[Task material — start]

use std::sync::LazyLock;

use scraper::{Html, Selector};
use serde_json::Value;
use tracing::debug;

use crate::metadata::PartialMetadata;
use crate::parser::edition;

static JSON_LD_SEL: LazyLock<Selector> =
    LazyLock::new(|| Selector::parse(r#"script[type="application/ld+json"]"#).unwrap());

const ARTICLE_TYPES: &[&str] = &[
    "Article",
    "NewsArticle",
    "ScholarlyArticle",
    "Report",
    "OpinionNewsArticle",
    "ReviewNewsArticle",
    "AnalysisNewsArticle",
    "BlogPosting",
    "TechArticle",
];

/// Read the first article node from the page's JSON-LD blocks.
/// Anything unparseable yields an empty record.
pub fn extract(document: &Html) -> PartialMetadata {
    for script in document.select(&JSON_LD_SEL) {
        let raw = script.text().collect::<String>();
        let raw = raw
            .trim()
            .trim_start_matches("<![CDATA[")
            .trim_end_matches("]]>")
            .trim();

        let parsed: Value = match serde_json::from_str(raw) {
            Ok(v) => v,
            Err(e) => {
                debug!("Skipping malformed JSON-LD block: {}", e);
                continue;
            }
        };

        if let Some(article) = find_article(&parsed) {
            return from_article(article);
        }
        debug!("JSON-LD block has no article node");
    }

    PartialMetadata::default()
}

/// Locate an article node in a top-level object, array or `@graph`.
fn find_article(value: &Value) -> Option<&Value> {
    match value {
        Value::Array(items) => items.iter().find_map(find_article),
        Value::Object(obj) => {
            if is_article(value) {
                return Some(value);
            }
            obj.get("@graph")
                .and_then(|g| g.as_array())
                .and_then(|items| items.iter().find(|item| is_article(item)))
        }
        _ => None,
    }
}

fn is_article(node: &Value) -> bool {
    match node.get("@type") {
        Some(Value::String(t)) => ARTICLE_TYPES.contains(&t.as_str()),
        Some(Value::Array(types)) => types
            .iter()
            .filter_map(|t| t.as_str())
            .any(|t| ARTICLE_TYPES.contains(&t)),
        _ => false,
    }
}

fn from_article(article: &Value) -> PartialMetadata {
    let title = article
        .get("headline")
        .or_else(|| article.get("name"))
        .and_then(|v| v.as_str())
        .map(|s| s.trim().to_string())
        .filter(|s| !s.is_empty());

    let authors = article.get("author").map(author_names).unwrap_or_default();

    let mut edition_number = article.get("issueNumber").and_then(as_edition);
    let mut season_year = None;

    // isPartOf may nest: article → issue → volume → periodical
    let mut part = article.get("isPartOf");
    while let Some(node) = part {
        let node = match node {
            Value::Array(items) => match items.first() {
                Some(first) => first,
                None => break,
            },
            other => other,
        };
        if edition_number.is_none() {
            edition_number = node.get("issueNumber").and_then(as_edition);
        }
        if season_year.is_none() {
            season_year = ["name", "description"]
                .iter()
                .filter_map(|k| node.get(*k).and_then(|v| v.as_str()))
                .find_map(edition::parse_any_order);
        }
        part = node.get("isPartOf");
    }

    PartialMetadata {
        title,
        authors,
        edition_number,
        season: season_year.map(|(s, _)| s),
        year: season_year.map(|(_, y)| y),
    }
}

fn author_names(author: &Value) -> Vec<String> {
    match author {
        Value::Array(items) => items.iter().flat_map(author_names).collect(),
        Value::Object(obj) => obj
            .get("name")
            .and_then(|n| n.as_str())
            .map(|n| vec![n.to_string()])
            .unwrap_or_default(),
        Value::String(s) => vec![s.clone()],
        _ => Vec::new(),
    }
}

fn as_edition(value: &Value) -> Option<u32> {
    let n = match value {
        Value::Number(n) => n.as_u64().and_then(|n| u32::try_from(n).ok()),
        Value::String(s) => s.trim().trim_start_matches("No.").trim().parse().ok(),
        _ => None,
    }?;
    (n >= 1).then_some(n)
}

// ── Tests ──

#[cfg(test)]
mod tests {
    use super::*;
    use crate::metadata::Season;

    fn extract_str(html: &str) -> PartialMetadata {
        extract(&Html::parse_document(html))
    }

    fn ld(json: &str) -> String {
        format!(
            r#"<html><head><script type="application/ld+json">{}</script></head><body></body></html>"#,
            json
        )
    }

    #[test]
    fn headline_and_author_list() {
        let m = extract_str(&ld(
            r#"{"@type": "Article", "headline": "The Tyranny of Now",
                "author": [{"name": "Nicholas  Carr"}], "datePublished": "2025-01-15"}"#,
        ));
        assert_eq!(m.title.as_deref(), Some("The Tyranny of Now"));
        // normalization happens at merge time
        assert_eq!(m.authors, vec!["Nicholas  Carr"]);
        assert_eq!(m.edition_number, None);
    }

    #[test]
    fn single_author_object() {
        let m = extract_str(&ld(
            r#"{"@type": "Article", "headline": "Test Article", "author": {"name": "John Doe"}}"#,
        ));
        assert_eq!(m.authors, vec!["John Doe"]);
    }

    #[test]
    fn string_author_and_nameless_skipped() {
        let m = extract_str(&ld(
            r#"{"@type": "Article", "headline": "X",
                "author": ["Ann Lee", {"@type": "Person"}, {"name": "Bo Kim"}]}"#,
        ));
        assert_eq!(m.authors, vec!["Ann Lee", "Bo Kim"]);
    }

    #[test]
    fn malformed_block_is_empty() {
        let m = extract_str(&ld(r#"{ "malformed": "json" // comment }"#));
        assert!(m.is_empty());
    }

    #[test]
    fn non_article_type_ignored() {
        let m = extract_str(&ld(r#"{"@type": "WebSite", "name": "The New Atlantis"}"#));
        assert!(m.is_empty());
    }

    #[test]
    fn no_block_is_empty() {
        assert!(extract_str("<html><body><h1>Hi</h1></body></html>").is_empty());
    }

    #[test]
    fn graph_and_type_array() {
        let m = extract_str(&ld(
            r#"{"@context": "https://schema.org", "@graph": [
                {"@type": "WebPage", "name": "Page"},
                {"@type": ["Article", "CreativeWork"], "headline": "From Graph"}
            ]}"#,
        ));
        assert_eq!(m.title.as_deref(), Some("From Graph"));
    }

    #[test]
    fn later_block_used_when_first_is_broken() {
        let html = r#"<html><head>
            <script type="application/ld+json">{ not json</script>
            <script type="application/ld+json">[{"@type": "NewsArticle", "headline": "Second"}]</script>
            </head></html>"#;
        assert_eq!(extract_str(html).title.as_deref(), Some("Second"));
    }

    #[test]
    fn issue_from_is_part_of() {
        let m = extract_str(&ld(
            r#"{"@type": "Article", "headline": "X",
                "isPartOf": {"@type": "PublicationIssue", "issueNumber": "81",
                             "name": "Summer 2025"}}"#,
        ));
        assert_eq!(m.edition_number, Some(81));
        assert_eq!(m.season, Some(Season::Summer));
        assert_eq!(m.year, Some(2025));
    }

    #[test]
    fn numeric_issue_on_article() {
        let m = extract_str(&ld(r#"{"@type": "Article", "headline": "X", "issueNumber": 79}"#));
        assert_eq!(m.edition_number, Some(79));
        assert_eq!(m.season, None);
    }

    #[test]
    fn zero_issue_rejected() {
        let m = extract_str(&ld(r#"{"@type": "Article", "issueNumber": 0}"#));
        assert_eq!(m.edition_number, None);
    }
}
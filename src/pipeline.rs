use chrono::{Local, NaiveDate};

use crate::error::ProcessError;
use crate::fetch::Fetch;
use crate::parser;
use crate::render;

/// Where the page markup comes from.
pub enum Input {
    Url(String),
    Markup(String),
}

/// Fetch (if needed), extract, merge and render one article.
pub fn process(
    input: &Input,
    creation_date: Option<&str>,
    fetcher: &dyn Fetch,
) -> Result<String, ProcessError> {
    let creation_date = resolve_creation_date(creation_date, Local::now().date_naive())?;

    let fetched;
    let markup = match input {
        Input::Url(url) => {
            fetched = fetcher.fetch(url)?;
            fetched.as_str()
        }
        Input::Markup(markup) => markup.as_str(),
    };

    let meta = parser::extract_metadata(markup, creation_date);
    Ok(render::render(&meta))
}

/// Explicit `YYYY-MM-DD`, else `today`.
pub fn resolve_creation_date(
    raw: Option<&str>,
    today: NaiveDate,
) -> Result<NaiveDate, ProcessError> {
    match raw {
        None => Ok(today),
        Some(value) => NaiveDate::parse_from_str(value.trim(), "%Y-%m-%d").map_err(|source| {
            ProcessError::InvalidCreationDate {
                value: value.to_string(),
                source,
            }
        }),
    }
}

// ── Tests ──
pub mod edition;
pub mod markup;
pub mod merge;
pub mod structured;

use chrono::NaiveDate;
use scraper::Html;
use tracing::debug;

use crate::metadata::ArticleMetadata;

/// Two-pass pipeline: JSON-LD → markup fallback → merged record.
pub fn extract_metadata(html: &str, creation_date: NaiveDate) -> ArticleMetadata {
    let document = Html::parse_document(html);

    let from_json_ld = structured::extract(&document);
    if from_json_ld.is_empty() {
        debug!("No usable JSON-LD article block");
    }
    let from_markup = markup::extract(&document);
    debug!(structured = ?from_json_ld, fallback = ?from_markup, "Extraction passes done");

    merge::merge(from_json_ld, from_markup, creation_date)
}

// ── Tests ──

[Task material — finish]

(Task prompt) The answer is each line in which the word "today" occurs, copied from the material above.

(Reply to the task)
/// Explicit `YYYY-MM-DD`, else `today`.
    today: NaiveDate,
        None => Ok(today),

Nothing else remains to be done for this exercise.